Directions for this task:
Report each line from the data below that holds the word "engine".

[Recorded data]
****

//! Routing policy and random stream trait definitions.
//!
//! The engine never touches a random number generator directly. Every draw
//! goes through a [`RandomStream`], so a run is reproducible from its seed and
//! tests can substitute a scripted sequence of draws.

use serde::{Deserialize, Serialize};
use thiserror::Error;

/// Maximum allowed deviation of a routing distribution's sum from 1.0.
pub const DISTRIBUTION_TOLERANCE: f64 = 1e-6;

#[derive(Error, Debug, Clone, PartialEq)]
pub enum RoutingError {
    #[error("Invalid routing distribution: {reason}")]
    InvalidDistribution { reason: String },
}

/// A single logical stream of random draws.
///
/// Implementations must consume randomness in call order only, so that two
/// streams built from the same seed yield identical simulations.
pub trait RandomStream {
    /// Sample from an exponential distribution with the given rate (mean `1 / rate`).
    fn exponential(&mut self, rate: f64) -> f64;

    /// Draw an index in `[0, probabilities.len())`, index `i` with probability
    /// `probabilities[i]`. Consumes exactly one unit of randomness.
    fn categorical(&mut self, probabilities: &[f64]) -> usize;
}

impl<S: RandomStream + ?Sized> RandomStream for Box<S> {
    fn exponential(&mut self, rate: f64) -> f64 {
        (**self).exponential(rate)
    }

    fn categorical(&mut self, probabilities: &[f64]) -> usize {
        (**self).categorical(probabilities)
    }
}

/// Summary of how a policy spreads traffic, for reports.
#[derive(Debug, Clone, PartialEq, Serialize, Deserialize)]
pub struct RoutingSummary {
    pub name: String,
    pub probabilities: Vec<f64>,
}

/// Maps each arrival to the server it should join.
///
/// The policy is fixed for the whole run; the engine calls [`choose_server`]
/// exactly once per arrival, before admission is checked.
///
/// [`choose_server`]: RoutingPolicy::choose_server
pub trait RoutingPolicy: Send + Sync {
    /// Pick a target server index in `[0, num_servers())`.
    ///
    /// Returning an index outside that range is a contract violation; the
    /// engine panics on it rather than routing to a server that does not exist.
    fn choose_server(&mut self, stream: &mut dyn RandomStream) -> usize;

    /// Number of servers this policy routes across.
    fn num_servers(&self) -> usize;

    /// Human-readable name for reports.
    fn name(&self) -> &str;

    /// Long-run share of traffic each server receives.
    fn summary(&self) -> RoutingSummary;
}

/// Check that `probabilities` is a usable categorical distribution.
pub fn validate_distribution(probabilities: &[f64]) -> Result<(), RoutingError> {
    if probabilities.is_empty() {
        return Err(RoutingError::InvalidDistribution {
            reason: "distribution is empty".to_string(),
        });
    }
    if let Some((i, p)) = probabilities
        .iter()
        .enumerate()
        .find(|(_, p)| !p.is_finite() || **p < 0.0)
    {
        return Err(RoutingError::InvalidDistribution {
            reason: format!("probability[{}] = {} is negative or not finite", i, p),
        });
    }
    let sum: f64 = probabilities.iter().sum();
    if (sum - 1.0).abs() > DISTRIBUTION_TOLERANCE {
        return Err(RoutingError::InvalidDistribution {
            reason: format!("probabilities sum to {}, expected 1", sum),
        });
    }
    Ok(())
}

/// Map a uniform sample `u` in `[0, 1)` onto a categorical distribution by
/// inverse CDF. Zero-probability entries are never selected; rounding slack
/// at the top end falls to the last entry with positive probability.
pub fn categorical_index(probabilities: &[f64], u: f64) -> usize {
    let mut cumulative = 0.0;
    for (i, &p) in probabilities.iter().enumerate() {
        cumulative += p;
        if u < cumulative {
            return i;
        }
    }
    probabilities
        .iter()
        .rposition(|&p| p > 0.0)
        .unwrap_or(0)
}
//! TOML configuration parsing for QueueSim.
//!
//! Defines the configuration schema of a run: horizon and seed, the external
//! arrival process, and one entry per server with its routing probability,
//! capacity and service rate. Every constructor validates the result.

use queuesim_routing::validate_distribution;
use serde::{Deserialize, Serialize};
use std::path::Path;
use thiserror::Error;

#[derive(Error, Debug)]
pub enum ConfigError {
    #[error("Failed to read config file: {0}")]
    Io(#[from] std::io::Error),
    #[error("Failed to parse TOML: {0}")]
    Parse(#[from] toml::de::Error),
    #[error("Invalid configuration: {0}")]
    InvalidConfiguration(String),
}

/// Top-level simulation configuration.
#[derive(Debug, Clone, Serialize, Deserialize)]
pub struct SimConfig {
    pub simulation: SimulationSection,
    pub arrivals: ArrivalSection,
    pub servers: Vec<ServerSection>,
}

/// General simulation parameters.
#[derive(Debug, Clone, Serialize, Deserialize)]
pub struct SimulationSection {
    /// Human-readable name for this simulation.
    #[serde(default = "default_sim_name")]
    pub name: String,
    /// Random seed for reproducibility.
    #[serde(default = "default_seed")]
    pub seed: u64,
    /// Simulated time after which no new arrivals are admitted.
    pub horizon: f64,
}

fn default_sim_name() -> String {
    "simulation".to_string()
}

fn default_seed() -> u64 {
    42
}

/// External arrival process.
#[derive(Debug, Clone, Serialize, Deserialize)]
pub struct ArrivalSection {
    /// Poisson arrival rate (lambda).
    pub rate: f64,
}

/// One single-server queue.
#[derive(Debug, Clone, Serialize, Deserialize)]
pub struct ServerSection {
    /// Probability that an arrival is routed here.
    pub routing_probability: f64,
    /// Maximum jobs held, including the one in service.
    pub capacity: u32,
    /// Exponential service rate (mu).
    pub service_rate: f64,
}

impl SimConfig {
    /// Build a validated configuration from per-server arrays.
    pub fn new(
        horizon: f64,
        arrival_rate: f64,
        routing_probabilities: Vec<f64>,
        queue_capacity: Vec<u32>,
        service_rates: Vec<f64>,
    ) -> Result<Self, ConfigError> {
        let n = routing_probabilities.len();
        if queue_capacity.len() != n || service_rates.len() != n {
            return Err(ConfigError::InvalidConfiguration(format!(
                "per-server arrays must have equal length: routing={}, capacity={}, service={}",
                n,
                queue_capacity.len(),
                service_rates.len(),
            )));
        }
        let servers = routing_probabilities
            .into_iter()
            .zip(queue_capacity)
            .zip(service_rates)
            .map(
                |((routing_probability, capacity), service_rate)| ServerSection {
                    routing_probability,
                    capacity,
                    service_rate,
                },
            )
            .collect();
        let config = SimConfig {
            simulation: SimulationSection {
                name: default_sim_name(),
                seed: default_seed(),
                horizon,
            },
            arrivals: ArrivalSection { rate: arrival_rate },
            servers,
        };
        config.validate()?;
        Ok(config)
    }

    /// Load configuration from a TOML file.
    pub fn from_file(path: &Path) -> Result<Self, ConfigError> {
        let content = std::fs::read_to_string(path)?;
        Self::from_str(&content)
    }

    /// Parse configuration from a TOML string.
    #[allow(clippy::should_implement_trait)]
    pub fn from_str(s: &str) -> Result<Self, ConfigError> {
        let config: SimConfig = toml::from_str(s)?;
        config.validate()?;
        Ok(config)
    }

    /// Parse the positional command line
    /// `horizon N p_1..p_N lambda cap_1..cap_N mu_1..mu_N`.
    pub fn from_positional<S: AsRef<str>>(args: &[S]) -> Result<Self, ConfigError> {
        let mut cursor = PositionalArgs::new(args);
        let horizon: f64 = cursor.next("horizon")?;
        let n: usize = cursor.next("num_servers")?;
        if n == 0 {
            return Err(ConfigError::InvalidConfiguration(
                "num_servers must be > 0".to_string(),
            ));
        }
        let routing = (0..n)
            .map(|i| cursor.next(&format!("routing_probability[{}]", i)))
            .collect::<Result<Vec<f64>, _>>()?;
        let arrival_rate: f64 = cursor.next("arrival_rate")?;
        let capacity = (0..n)
            .map(|i| cursor.next(&format!("capacity[{}]", i)))
            .collect::<Result<Vec<u32>, _>>()?;
        let service = (0..n)
            .map(|i| cursor.next(&format!("service_rate[{}]", i)))
            .collect::<Result<Vec<f64>, _>>()?;
        cursor.finish()?;
        Self::new(horizon, arrival_rate, routing, capacity, service)
    }

    /// Set the random seed.
    pub fn with_seed(mut self, seed: u64) -> Self {
        self.simulation.seed = seed;
        self
    }

    /// Set the report name.
    pub fn with_name(mut self, name: impl Into<String>) -> Self {
        self.simulation.name = name.into();
        self
    }

    /// Validate configuration consistency.
    pub fn validate(&self) -> Result<(), ConfigError> {
        let horizon = self.simulation.horizon;
        if !horizon.is_finite() || horizon <= 0.0 {
            return Err(ConfigError::InvalidConfiguration(format!(
                "horizon must be finite and > 0, got {}",
                horizon
            )));
        }
        let rate = self.arrivals.rate;
        if !has_finite_mean(rate) {
            return Err(ConfigError::InvalidConfiguration(format!(
                "arrival rate must be > 0 with a finite mean 1/rate, got {}",
                rate
            )));
        }
        if self.servers.is_empty() {
            return Err(ConfigError::InvalidConfiguration(
                "at least one server is required".to_string(),
            ));
        }
        for (i, server) in self.servers.iter().enumerate() {
            if server.capacity == 0 {
                return Err(ConfigError::InvalidConfiguration(format!(
                    "servers[{}].capacity must be > 0",
                    i
                )));
            }
            if !has_finite_mean(server.service_rate) {
                return Err(ConfigError::InvalidConfiguration(format!(
                    "servers[{}].service_rate must be > 0 with a finite mean 1/rate, got {}",
                    i, server.service_rate
                )));
            }
        }
        validate_distribution(&self.routing_probabilities())
            .map_err(|e| ConfigError::InvalidConfiguration(e.to_string()))?;
        Ok(())
    }

    pub fn name(&self) -> &str {
        &self.simulation.name
    }

    pub fn seed(&self) -> u64 {
        self.simulation.seed
    }

    pub fn horizon(&self) -> f64 {
        self.simulation.horizon
    }

    pub fn arrival_rate(&self) -> f64 {
        self.arrivals.rate
    }

    pub fn num_servers(&self) -> usize {
        self.servers.len()
    }

    pub fn routing_probabilities(&self) -> Vec<f64> {
        self.servers.iter().map(|s| s.routing_probability).collect()
    }

    pub fn queue_capacity(&self) -> Vec<u32> {
        self.servers.iter().map(|s| s.capacity).collect()
    }

    pub fn service_rates(&self) -> Vec<f64> {
        self.servers.iter().map(|s| s.service_rate).collect()
    }
}

/// Exponential rate usable for sampling: positive, finite, and with a
/// representable mean.
fn has_finite_mean(rate: f64) -> bool {
    rate.is_finite() && rate > 0.0 && (1.0 / rate).is_finite()
}

/// Cursor over positional arguments with per-field error messages.
struct PositionalArgs<'a, S> {
    args: &'a [S],
    pos: usize,
}

impl<'a, S: AsRef<str>> PositionalArgs<'a, S> {
    fn new(args: &'a [S]) -> Self {
        Self { args, pos: 0 }
    }

    fn next<T: std::str::FromStr>(&mut self, field: &str) -> Result<T, ConfigError> {
        let raw: &str = match self.args.get(self.pos) {
            Some(arg) => arg.as_ref(),
            None => {
                return Err(ConfigError::InvalidConfiguration(format!(
                    "missing argument {} at position {}",
                    field,
                    self.pos + 1
                )))
            }
        };
        self.pos += 1;
        raw.trim().parse().map_err(|_| {
            ConfigError::InvalidConfiguration(format!("cannot parse {} from {:?}", field, raw))
        })
    }

    fn finish(&self) -> Result<(), ConfigError> {
        if self.pos < self.args.len() {
            return Err(ConfigError::InvalidConfiguration(format!(
                "{} unexpected trailing argument(s)",
                self.args.len() - self.pos
            )));
        }
        Ok(())
    }
}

****

Exercise output:
//! The engine never touches a random number generator directly. Every draw
/// The policy is fixed for the whole run; the engine calls [`choose_server`]
    /// engine panics on it rather than routing to a server that does not exist.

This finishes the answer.